What this task involves
Using the data below, count the lines that carry the string "trace" and write only the count.
[Supplied records — start]
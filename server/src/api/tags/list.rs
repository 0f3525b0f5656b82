use crate::api::ErrorResponse;
use crate::db::DbPool;
use crate::get_conn;
use crate::models::Tag;
use crate::schema::tags;
use axum::{extract::State, http::StatusCode, response::IntoResponse, Json};
use diesel::prelude::*;
use serde::Serialize;
use std::sync::Arc;
use utoipa::ToSchema;

#[derive(Debug, Clone, Serialize, ToSchema)]
pub struct TagsResponse {
    pub tags: Vec<Tag>,
}

#[utoipa::path(
    get,
    path = "/api/tags",
    tag = "tags",
    responses(
        (status = 200, description = "Tag catalog", body = TagsResponse)
    )
)]
pub async fn list_tags(State(pool): State<Arc<DbPool>>) -> impl IntoResponse {
    let mut conn = get_conn!(pool);

    let tags: Vec<Tag> = match tags::table
        .select(Tag::as_select())
        .order(tags::name.asc())
        .load(&mut conn)
    {
        Ok(t) => t,
        Err(e) => {
            tracing::error!("Failed to fetch tags: {}", e);
            return (
                StatusCode::INTERNAL_SERVER_ERROR,
                Json(ErrorResponse {
                    error: "Failed to fetch tags".to_string(),
                }),
            )
                .into_response();
        }
    };

    (StatusCode::OK, Json(TagsResponse { tags })).into_response()
}
//! CLI argument definitions for course-manager.

use clap::{Args, Parser, Subcommand};
use clap_complete::Shell;
use std::path::PathBuf;

use course_manager::ui::OutputMode;

#[derive(Parser)]
#[command(name = "course-manager")]
#[command(version)]
#[command(about = "Manage course records from an interactive menu", long_about = None)]
#[command(
    after_help = "GETTING STARTED:\n    course-manager                      Start the interactive menu\n    course-manager --seed courses.yaml  Start with courses loaded from a YAML list\n\n    Courses live in memory only and are gone when the program exits."
)]
pub struct Cli {
    #[command(flatten)]
    pub global: GlobalArgs,

    #[command(subcommand)]
    pub command: Option<Commands>,
}

/// Options shared by every command
#[derive(Args, Debug, Clone, Default)]
pub struct GlobalArgs {
    /// Config file to use instead of ./course-manager.yaml
    #[arg(long, global = true, value_name = "PATH")]
    pub config: Option<PathBuf>,

    /// Output format for the menu session
    #[arg(long, global = true, value_enum)]
    pub format: Option<OutputMode>,

    /// Disable coloured output
    #[arg(long, global = true)]
    pub no_color: bool,

    /// YAML list of courses to load at start-up
    #[arg(long, global = true, value_name = "PATH")]
    pub seed: Option<String>,

    /// Increase log verbosity on stderr (-v info, -vv debug, -vvv trace)
    #[arg(short, long, global = true, action = clap::ArgAction::Count)]
    pub verbose: u8,
}

impl GlobalArgs {
    /// Log level implied by the -v count, if any.
    pub fn log_level(&self) -> Option<String> {
        match self.verbose {
            0 => None,
            1 => Some("info".to_string()),
            2 => Some("debug".to_string()),
            _ => Some("trace".to_string()),
        }
    }
}

#[derive(Subcommand)]
pub enum Commands {
    /// Start the interactive course menu (default)
    Run,
    /// Show version information (add -v for build details)
    Version,
    /// Generate shell completions
    Completion {
        /// Shell to generate completions for (bash, zsh, fish, powershell)
        #[arg(value_enum)]
        shell: Shell,
    },
    /// Generate man page
    Man {
        /// Output directory for the man page (defaults to current directory)
        #[arg(long)]
        out_dir: Option<PathBuf>,
    },
}
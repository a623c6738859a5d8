//! Course storage: the repository trait and its in-memory backend.

pub mod course_repository;
pub mod in_memory;

pub use course_repository::CourseRepository;
pub use in_memory::InMemoryCourseRepository;
use crate::domain::{Course, CourseError};

/// Storage seam for course records.
///
/// Implementations own their courses. Every read hands back clones, so a
/// caller can never reach into the store and break the unique-id invariant.
pub trait CourseRepository {
    /// All courses in insertion order.
    fn list(&self) -> Vec<Course>;

    /// Case-insensitive lookup on a trimmed id.
    fn find_by_id(&self, id: &str) -> Option<Course>;

    /// Append a course, rejecting an id already present in any letter case.
    fn add(&mut self, course: Course) -> Result<(), CourseError>;

    /// All courses ordered by ascending credit; equal credits keep insertion order.
    fn sort(&self) -> Vec<Course>;

    /// Change the credit of an existing course.
    fn update_credit(&mut self, id: &str, credit: i64) -> Result<(), CourseError>;

    fn len(&self) -> usize {
        self.list().len()
    }

    fn is_empty(&self) -> bool {
        self.len() == 0
    }
}
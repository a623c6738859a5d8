//! Field predicates for course records.
//!
//! The pattern strings are the ones the interaction layer prompts with; the
//! predicates below accept exactly the same inputs without compiling a regex.

/// Accepted shape of a course id.
pub const COURSE_ID_PATTERN: &str = "[a-zA-Z0-9]+";

/// Accepted shape of a course name.
pub const COURSE_NAME_PATTERN: &str = "[a-zA-Z0-9.+]+";

/// Accepted shape of a typed credit value.
pub const CREDIT_PATTERN: &str = "[1-4]{1}";

/// Accepted shape of a menu selection.
pub const MENU_PATTERN: &str = "[0-5]{1}";

pub const MIN_CREDIT: i64 = 1;
pub const MAX_CREDIT: i64 = 4;

/// Non-empty, ASCII letters and digits only.
pub fn is_valid_id(id: &str) -> bool {
    !id.is_empty() && id.chars().all(|c| c.is_ascii_alphanumeric())
}

/// Non-empty, ASCII letters, digits, `.` and `+` only.
pub fn is_valid_name(name: &str) -> bool {
    !name.is_empty()
        && name
            .chars()
            .all(|c| c.is_ascii_alphanumeric() || c == '.' || c == '+')
}

/// Inclusive `1..=4`.
pub fn is_valid_credit(credit: i64) -> bool {
    (MIN_CREDIT..=MAX_CREDIT).contains(&credit)
}
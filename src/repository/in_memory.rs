use tracing::{debug, warn};

use crate::domain::{Course, CourseError};

use super::course_repository::CourseRepository;

/// Vec-backed course store that lives for the duration of a session.
///
/// Membership only grows: courses are appended by [`CourseRepository::add`]
/// and never removed. Access goes through `&mut self`, so a single owner
/// serialises every find-then-mutate sequence.
#[derive(Debug, Default)]
pub struct InMemoryCourseRepository {
    courses: Vec<Course>,
}

impl InMemoryCourseRepository {
    /// Create a new empty store.
    pub fn new() -> Self {
        Self::default()
    }

    fn position(&self, id: &str) -> Option<usize> {
        self.courses.iter().position(|c| c.has_id(id))
    }
}

impl CourseRepository for InMemoryCourseRepository {
    fn list(&self) -> Vec<Course> {
        self.courses.clone()
    }

    fn find_by_id(&self, id: &str) -> Option<Course> {
        let found = self.position(id).map(|idx| self.courses[idx].clone());
        debug!(id, found = found.is_some(), "find course");
        found
    }

    fn add(&mut self, course: Course) -> Result<(), CourseError> {
        if self.position(course.id()).is_some() {
            warn!(id = course.id(), "rejected duplicate course id");
            return Err(CourseError::DuplicateId(course.id().to_string()));
        }

        debug!(id = course.id(), credit = course.credit(), "add course");
        self.courses.push(course);
        Ok(())
    }

    fn sort(&self) -> Vec<Course> {
        let mut sorted = self.courses.clone();
        // slice::sort_by is stable
        sorted.sort_by(Course::cmp_by_credit);
        sorted
    }

    fn update_credit(&mut self, id: &str, credit: i64) -> Result<(), CourseError> {
        let idx = self
            .position(id)
            .ok_or_else(|| CourseError::NotFound(id.trim().to_string()))?;

        self.courses[idx].set_credit(credit).inspect_err(|e| {
            warn!(id, error = %e, "rejected credit update");
        })?;

        debug!(id, credit, "updated course credit");
        Ok(())
    }

    fn len(&self) -> usize {
        self.courses.len()
    }
}
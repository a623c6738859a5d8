fn main() {
    // Commit hash: GIT_SHA from the environment wins over asking git
    let git_sha = std::env::var("GIT_SHA").unwrap_or_else(|_| {
        std::process::Command::new("git")
            .args(["rev-parse", "--short", "HEAD"])
            .output()
            .ok()
            .filter(|output| output.status.success())
            .map(|output| String::from_utf8_lossy(&output.stdout).trim().to_string())
            .unwrap_or_else(|| "unknown".to_string())
    });

    println!("cargo:rustc-env=GIT_SHA={}", git_sha);

    let build_date = std::env::var("BUILD_DATE").unwrap_or_else(|_| {
        std::process::Command::new("date")
            .arg("+%Y-%m-%d")
            .output()
            .ok()
            .filter(|output| output.status.success())
            .map(|output| String::from_utf8_lossy(&output.stdout).trim().to_string())
            .unwrap_or_else(|| "unknown".to_string())
    });

    println!("cargo:rustc-env=BUILD_DATE={}", build_date);
    // Cargo sets both for build scripts
    let profile = std::env::var("PROFILE").unwrap_or_else(|_| "unknown".to_string());
    let target = std::env::var("TARGET").unwrap_or_else(|_| "unknown".to_string());
    println!("cargo:rustc-env=BUILD_PROFILE={}", profile);
    println!("cargo:rustc-env=BUILD_TARGET={}", target);

    println!("cargo:rerun-if-env-changed=GIT_SHA");
    println!("cargo:rerun-if-env-changed=BUILD_DATE");
}
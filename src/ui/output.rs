//! Structured output for the course session.
//!
//! Provides a unified interface for displaying messages in two modes:
//! - Human: plain lines, with coloured status prefixes on a colour terminal
//! - Json: one structured JSON event per line for scripted consumption
//!
//! The Output struct can be injected with a custom writer for test capture.

use clap::ValueEnum;
use serde::Deserialize;
use serde_json::json;
use std::io::{self, Write};
use std::sync::{Arc, Mutex};

use super::colors;
use crate::domain::Course;

/// Output mode selection
#[derive(Debug, Clone, Copy, PartialEq, Eq, Default, Deserialize, ValueEnum)]
#[serde(rename_all = "lowercase")]
pub enum OutputMode {
    /// Human-readable lines
    #[default]
    Human,
    /// JSON-formatted structured events
    Json,
}

/// Output abstraction with mode-aware formatting
#[derive(Clone)]
pub struct Output {
    mode: OutputMode,
    writer: Arc<Mutex<Box<dyn Write + Send>>>,
    color: bool,
}

impl Output {
    /// Create a new Output writing to stdout. Colour is only used when
    /// requested and stdout is a terminal.
    pub fn new(mode: OutputMode, color: bool) -> Self {
        Self {
            mode,
            writer: Arc::new(Mutex::new(Box::new(io::stdout()))),
            color: color && atty::is(atty::Stream::Stdout),
        }
    }

    /// Create an Output with a custom writer (for testing)
    pub fn with_writer(mode: OutputMode, writer: Box<dyn Write + Send>) -> Self {
        Self {
            mode,
            writer: Arc::new(Mutex::new(writer)),
            color: false,
        }
    }

    /// Output plain text: table rows, menu entries, lookups
    pub fn info(&self, msg: &str) {
        match self.mode {
            OutputMode::Human => self.write_line(msg),
            OutputMode::Json => self.write_json("info", msg),
        }
    }

    /// Output a heading line, bold on a colour terminal
    pub fn heading(&self, msg: &str) {
        match self.mode {
            OutputMode::Human => {
                if self.color {
                    self.write_line(&colors::heading(msg).to_string());
                } else {
                    self.write_line(msg);
                }
            }
            OutputMode::Json => self.write_json("heading", msg),
        }
    }

    /// Output a success message: "✓ {msg}"
    pub fn success(&self, msg: &str) {
        match self.mode {
            OutputMode::Human => {
                let prefix = if self.color {
                    colors::success("✓").to_string()
                } else {
                    "✓".to_string()
                };
                self.write_line(&format!("{} {}", prefix, msg));
            }
            OutputMode::Json => self.write_json("success", msg),
        }
    }

    /// Output a warning message: "⚠ {msg}"
    pub fn warn(&self, msg: &str) {
        match self.mode {
            OutputMode::Human => {
                let prefix = if self.color {
                    colors::warning("⚠").to_string()
                } else {
                    "⚠".to_string()
                };
                self.write_line(&format!("{} {}", prefix, msg));
            }
            OutputMode::Json => self.write_json("warning", msg),
        }
    }

    /// Output an error message: "✗ {msg}"
    pub fn error(&self, msg: &str) {
        match self.mode {
            OutputMode::Human => {
                let prefix = if self.color {
                    colors::error("✗").to_string()
                } else {
                    "✗".to_string()
                };
                self.write_line(&format!("{} {}", prefix, msg));
            }
            OutputMode::Json => self.write_json("error", msg),
        }
    }

    /// Output the question asked before reading a line of input
    pub fn prompt(&self, msg: &str) {
        match self.mode {
            OutputMode::Human => self.write_line(msg),
            OutputMode::Json => self.write_json("prompt", msg),
        }
    }

    /// Output one course: the formatted `row` in human mode, the record
    /// itself under a `course` key in json mode
    pub fn course(&self, row: &str, course: &Course) {
        match self.mode {
            OutputMode::Human => self.write_line(row),
            OutputMode::Json => match serde_json::to_value(course) {
                Ok(record) => self.write_event(json!({
                    "level": "info",
                    "course": record,
                })),
                Err(_) => self.write_json("info", row),
            },
        }
    }

    fn write_line(&self, line: &str) {
        if let Ok(mut writer) = self.writer.lock() {
            let _ = writeln!(writer, "{}", line);
            let _ = writer.flush();
        }
    }

    fn write_json(&self, level: &str, msg: &str) {
        self.write_event(json!({
            "level": level,
            "msg": msg,
        }));
    }

    fn write_event(&self, event: serde_json::Value) {
        if let Ok(mut writer) = self.writer.lock() {
            let _ = writeln!(writer, "{}", event);
            let _ = writer.flush();
        }
    }
}
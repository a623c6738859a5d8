//! Typed failures for course construction, mutation and store operations.

use thiserror::Error;

/// Every way a course operation can be rejected.
///
/// Each variant carries the offending input so the message shown to the user
/// names exactly what was refused. A rejected operation never changes the
/// course or the store it was aimed at.
#[derive(Debug, Clone, PartialEq, Eq, Error)]
pub enum CourseError {
    #[error("Course id '{0}' must be non-empty and contain only letters and digits")]
    InvalidId(String),

    #[error("Course name '{0}' must be non-empty and contain only letters, digits, '.' or '+'")]
    InvalidName(String),

    #[error("Credit {0} is out of range (must be 1-4)")]
    InvalidCredit(i64),

    #[error("Course id '{0}' already exists")]
    DuplicateId(String),

    #[error("Course id '{0}' does not exist")]
    NotFound(String),
}
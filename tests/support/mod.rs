//! Shared helpers for integration tests

pub mod harness;
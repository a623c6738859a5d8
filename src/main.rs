//! CLI entry point for course-manager.

mod cli;
mod cmd;

use anyhow::Result;
use clap::Parser;

use cli::{Cli, Commands};
use cmd::dispatch::Execute;

fn main() -> Result<()> {
    let cli = Cli::parse();
    cli.command
        .unwrap_or(Commands::Run)
        .execute(&cli.global)
}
[Supplied records — finish]
Answer to this problem
2